Future Secretary of Defense Pete Hegseth was a reserve on this team.

==Schedule and results==
The team posted a 16–11 (11-3 Ivy League) record.

| Regular season |

| Date time, TV | Rank^{#} | Opponent^{#} | Result | Record | Site city, state |
Regular season
| Nov 14, 2000* |  | at No. 2 Duke Preseason NIT | L 50–87 | 0–1 | Cameron Indoor Stadium Durham, North Carolina |
| Nov 25, 2000* |  | at Monmouth | L 59–70 | 0–2 | Boylan Gymnasium West Long Branch, New Jersey |
| Dec 1, 2000* |  | vs.
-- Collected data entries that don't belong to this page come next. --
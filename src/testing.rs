//! Stateful device models for host tests.

use embedded_hal_1::digital::{self, OutputPin, StatefulOutputPin};
use embedded_hal_async::delay::DelayNs;
use embedded_hal_async::i2c::{self, I2c, NoAcknowledgeSource};
use embedded_hal_async::spi::{self, SpiDevice};

pub struct NoDelay;

impl DelayNs for NoDelay {
    async fn delay_ns(&mut self, _ns: u32) {}
}

/// BME280 register file with address auto-increment.
pub struct FakeAirSensor {
    pub regs: [u8; 256],
    pub absent: bool,
    pub fail_writes: bool,
    pub fail_from_register: Option<u8>,
    pointer: u8,
}

impl FakeAirSensor {
    pub fn new() -> Self {
        Self {
            regs: [0; 256],
            absent: false,
            fail_writes: false,
            fail_from_register: None,
            pointer: 0,
        }
    }

    /// Datasheet trimming values, 25.08 °C, 100653 Pa and about 55 %RH.
    pub fn datasheet() -> Self {
        let mut fake = Self::new();
        fake.regs[0xd0] = 0x60;

        let words: [(u8, i32); 12] = [
            (0x88, 27504),
            (0x8a, 26435),
            (0x8c, -1000),
            (0x8e, 36477),
            (0x90, -10685),
            (0x92, 3024),
            (0x94, 2855),
            (0x96, 140),
            (0x98, -7),
            (0x9a, 15500),
            (0x9c, -14600),
            (0x9e, 6000),
        ];
        for (reg, value) in words {
            fake.set_word(reg, value as u16);
        }

        fake.regs[0xa1] = 75;
        fake.set_word(0xe1, 362);
        fake.regs[0xe3] = 0;
        fake.regs[0xe4] = 0x13;
        fake.regs[0xe5] = 0x29;
        fake.regs[0xe6] = 0x03;
        fake.regs[0xe7] = 30;

        fake.set_pressure(415148);
        fake.set_temperature(519888);
        fake.set_humidity(30000);
        fake
    }

    pub fn set_word(&mut self, reg: u8, value: u16) {
        let [lo, hi] = value.to_le_bytes();
        self.regs[reg as usize] = lo;
        self.regs[reg as usize + 1] = hi;
    }

    pub fn set_pressure(&mut self, raw: u32) {
        self.set_sample(0xf7, raw);
    }

    pub fn set_temperature(&mut self, raw: u32) {
        self.set_sample(0xfa, raw);
    }

    pub fn set_humidity(&mut self, raw: u16) {
        let [msb, lsb] = raw.to_be_bytes();
        self.regs[0xfd] = msb;
        self.regs[0xfe] = lsb;
    }

    fn set_sample(&mut self, reg: u8, raw: u32) {
        self.regs[reg as usize] = (raw >> 12) as u8;
        self.regs[reg as usize + 1] = (raw >> 4) as u8;
        self.regs[reg as usize + 2] = ((raw & 0x0f) << 4) as u8;
    }
}

impl i2c::ErrorType for FakeAirSensor {
    type Error = i2c::ErrorKind;
}

impl I2c for FakeAirSensor {
    async fn transaction(&mut self, _address: u8, operations: &mut [i2c::Operation<'_>]) -> Result<(), Self::Error> {
        if self.absent {
            return Err(i2c::ErrorKind::NoAcknowledge(NoAcknowledgeSource::Address));
        }

        for operation in operations {
            match operation {
                i2c::Operation::Write(bytes) => {
                    let Some((&reg, values)) = bytes.split_first() else {
                        continue;
                    };
                    self.pointer = reg;
                    if values.is_empty() {
                        continue;
                    }
                    if self.fail_writes {
                        return Err(i2c::ErrorKind::Other);
                    }
                    for (i, value) in values.iter().enumerate() {
                        self.regs[reg.wrapping_add(i as u8) as usize] = *value;
                    }
                }
                i2c::Operation::Read(buffer) => {
                    if self.fail_from_register.is_some_and(|from| self.pointer >= from) {
                        return Err(i2c::ErrorKind::Other);
                    }
                    for (i, byte) in buffer.iter_mut().enumerate() {
                        *byte = self.regs[self.pointer.wrapping_add(i as u8) as usize];
                    }
                }
            }
        }

        Ok(())
    }
}

/// MCP3008 model answering from a table of codes.
pub struct FakeAdc {
    pub codes: [u16; 8],
    pub fail: bool,
    pub failing_channels: [bool; 8],
    /// Every channel answers with the number of channel 0 conversions so far.
    pub ramp: bool,
    conversions: u16,
}

impl FakeAdc {
    pub fn new(codes: [u16; 8]) -> Self {
        Self {
            codes,
            fail: false,
            failing_channels: [false; 8],
            ramp: false,
            conversions: 0,
        }
    }
}

impl spi::ErrorType for FakeAdc {
    type Error = spi::ErrorKind;
}

impl SpiDevice for FakeAdc {
    async fn transaction(&mut self, operations: &mut [spi::Operation<'_, u8>]) -> Result<(), Self::Error> {
        if self.fail {
            return Err(spi::ErrorKind::ChipSelectFault);
        }

        for operation in operations {
            if let spi::Operation::Transfer(read, write) = operation {
                let channel = ((write[1] >> 4) & 0x07) as usize;
                if self.failing_channels[channel] {
                    return Err(spi::ErrorKind::Other);
                }
                if channel == 0 {
                    self.conversions = self.conversions.wrapping_add(1);
                }
                let code = if self.ramp { self.conversions & 0x3ff } else { self.codes[channel] };
                read[0] = 0xff;
                read[1] = 0xfc | (code >> 8) as u8;
                read[2] = code as u8;
            }
        }

        Ok(())
    }
}

pub struct FakePin {
    pub high: bool,
    pub broken: bool,
}

impl FakePin {
    pub fn new(high: bool) -> Self {
        Self { high, broken: false }
    }
}

impl digital::ErrorType for FakePin {
    type Error = digital::ErrorKind;
}

impl OutputPin for FakePin {
    fn set_low(&mut self) -> Result<(), Self::Error> {
        if self.broken {
            return Err(digital::ErrorKind::Other);
        }
        self.high = false;
        Ok(())
    }

    fn set_high(&mut self) -> Result<(), Self::Error> {
        if self.broken {
            return Err(digital::ErrorKind::Other);
        }
        self.high = true;
        Ok(())
    }
}

impl StatefulOutputPin for FakePin {
    fn is_set_high(&mut self) -> Result<bool, Self::Error> {
        if self.broken {
            return Err(digital::ErrorKind::Other);
        }
        Ok(self.high)
    }

    fn is_set_low(&mut self) -> Result<bool, Self::Error> {
        self.is_set_high().map(|high| !high)
    }
}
Weber State First Merchants Classic | W 65–60 ^{OT} | 1–2 | Worthen Arena Muncie, Indiana |
| Dec 2, 2000* |  | at Ball State First Merchants Classic | W 49–47 | 2–2 | Worthen Arena Muncie, Indiana |
| Dec 6, 2000* |  | at Lafayette | L 73–80 | 2–3 | Kirby Sports Center Easton, Pennsylvania |
| Dec 9, 2000* |  | Xavier | W 58–52 | 3–3 | Jadwin Gymnasium Princeton, New Jersey |
| Dec 14, 2000* |  | Rutgers | L 44–46 | 3–4 | Jadwin Gymnasium Princeton, New Jersey |
| Dec 18, 2000* |  | at TCU | L 45–76 | 3–5 | Daniel-Meyer Coliseum Fort Worth, Texas |
| Dec 23, 2000* |  | at Holy Cross | W 47–46 | 4–5 | Hart Center Worcester, Massachusetts |
| Dec 26, 2000* |  | vs. Penn State | L 52–65 | 4–6 | Madison Square Garden New York, New York |
| Dec 27, 2000* |  | vs. Rutgers | L 39–53 | 4–7 | Madison Square Garden New York, New York |
| Jan 12, 2001 |  | Cornell | W 78–53 | 5–7 (1–0) | Jadwin Gymnasium Princeton, New Jersey |
| Jan 13, 2001 |  | Columbia | W 53–36 | 6–7 (2–0) | Jadwin Gymnasium Princeton, New Jersey |
| Jan 29, 2001* |  | College of New Jersey | W 69–59 | 7–7 | Jadwin Gymnasium Princeton, New Jersey |
| Feb 2, 2001 |  | Brown | W 66–62 | 8–7 (3–0) | Jadwin Gymnasium Princeton, New Jersey |
| Feb 3, 2001 |  | Yale | W 62–49 | 9–7 (4–0) | Jadwin Gymnasium Princeton, New Jersey |
| Feb 9, 2001 |  | at Dartmouth | L 56–57 | 9–8 (4–1) | Leede Arena Hanover, New Hampshire |
| Feb 10, 2001 |  | at Harvard | W 69–67 | 10–8 (5–1) | Lavietes Pavilion Cambridge, Massachusetts |
| Feb 13, 2001 |  | at Penn | W 67–53 | 11–8 (6–1) | The Palestra Philadelphia, Pennsylvania |
| Feb 16, 2001 |  | at Columbia | L 42–59 | 11–9 (6–2) | Levien Gymnasium New York, New York |
| Feb 17, 2001 |  | at Cornell | L 49–66 | 11–10 (6–3) | Newman Arena Ithaca, New York |
| Feb 23, 2001 |  | Harvard | W 62–48 | 12–10 (7–3) | Jadwin Gymnasium Princeton, New Jersey |
| Feb 24, 2001 |  | Dartmouth | W 68–52 | 13–10 (8–3) | Jadwin Gymnasium Princeton, New Jersey |
| Mar 2, 2001 |  | at Yale | W 60–49 | 14–10 (9–3) | John J. Lee Amphitheater New Haven, Connecticut |
| Mar 3, 2001 |  | at Brown | W 64–55 | 15–10 (10–3) | Pizzitola Sports Center Providence, Rhode Island |
| Mar 6, 2001 |  | Penn | W 68–52 | 16–10 (11–3) | Jadwin Gymnasium Princeton, New Jersey |
NCAA tournament
| Mar 16, 2001* | (15) | vs. (2) No. 6 North Carolina | L 48–70 | 16–11 | Louisiana Superdome New Orleans, Louisiana |
*Non-conference game. ^{#}Rankings from AP Poll. (#) Tournament seedings in parentheses. S=South. All times are in EST.